> Problem description:
In the records, each line holding "write" must be reported.

> Input for this task:

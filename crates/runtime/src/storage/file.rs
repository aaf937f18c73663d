//! File-backed storage.

use std::collections::BTreeMap;
use std::fs;
use std::path::{Path, PathBuf};
use std::sync::RwLock;

use super::{ConfigStore, Result, StorageProvider, StoreError, StoreValue};

/// [`StorageProvider`] keeping each store as `<base_dir>/<name>.json`.
pub struct FileStorage {
    base_dir: PathBuf,
}

impl FileStorage {
    /// Create the provider, creating `base_dir` if needed.
    pub fn new(base_dir: impl AsRef<Path>) -> Result<Self> {
        let base_dir = base_dir.as_ref().to_path_buf();
        fs::create_dir_all(&base_dir)?;
        Ok(Self { base_dir })
    }

    pub fn store_path(&self, name: &str) -> PathBuf {
        self.base_dir.join(format!("{name}.json"))
    }
}

impl StorageProvider for FileStorage {
    fn open(&self, name: &str) -> Result<Box<dyn ConfigStore>> {
        Ok(Box::new(FileStore::open(self.store_path(name))?))
    }
}

/// One JSON document holding the whole property tree.
///
/// The file is read once on open. Every write rewrites the document through a
/// temp file and an atomic rename.
pub struct FileStore {
    path: PathBuf,
    tree: RwLock<BTreeMap<String, StoreValue>>,
}

impl FileStore {
    /// Open `path`; a missing file is an empty store.
    pub fn open(path: impl Into<PathBuf>) -> Result<Self> {
        let path = path.into();
        let tree = if path.exists() {
            let json = fs::read_to_string(&path)?;
            let tree: BTreeMap<String, StoreValue> =
                serde_json::from_str(&json).map_err(|e| StoreError::Json(e.to_string()))?;
            tracing::debug!("Opened store {} with {} keys", path.display(), tree.len());
            tree
        } else {
            BTreeMap::new()
        };

        Ok(Self {
            path,
            tree: RwLock::new(tree),
        })
    }

    pub fn path(&self) -> &Path {
        &self.path
    }

    fn persist(&self, tree: &BTreeMap<String, StoreValue>) -> Result<()> {
        let temp_path = self.path.with_extension("json.tmp");

        let json =
            serde_json::to_string_pretty(tree).map_err(|e| StoreError::Json(e.to_string()))?;
        fs::write(&temp_path, json)?;
        fs::rename(&temp_path, &self.path)?;

        tracing::debug!("Wrote store {}", self.path.display());
        Ok(())
    }
}

impl ConfigStore for FileStore {
    fn get(&self, key: &str) -> Result<Option<StoreValue>> {
        let tree = self.tree.read().map_err(|_| StoreError::LockPoisoned)?;
        Ok(tree.get(key).cloned())
    }

    fn set(&self, key: &str, value: StoreValue) -> Result<()> {
        let mut tree = self.tree.write().map_err(|_| StoreError::LockPoisoned)?;
        tree.insert(key.to_string(), value);
        self.persist(&tree)
    }

    fn delete(&self, key: &str) -> Result<()> {
        let mut tree = self.tree.write().map_err(|_| StoreError::LockPoisoned)?;
        if tree.remove(key).is_some() {
            self.persist(&tree)?;
        }
        Ok(())
    }

    fn keys(&self) -> Result<Vec<String>> {
        let tree = self.tree.read().map_err(|_| StoreError::LockPoisoned)?;
        Ok(tree.keys().cloned().collect())
    }
}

> Solution to this exercise:
/// The file is read once on open. Every write rewrites the document through a
        fs::write(&temp_path, json)?;
        let mut tree = self.tree.write().map_err(|_| StoreError::LockPoisoned)?;
        let mut tree = self.tree.write().map_err(|_| StoreError::LockPoisoned)?;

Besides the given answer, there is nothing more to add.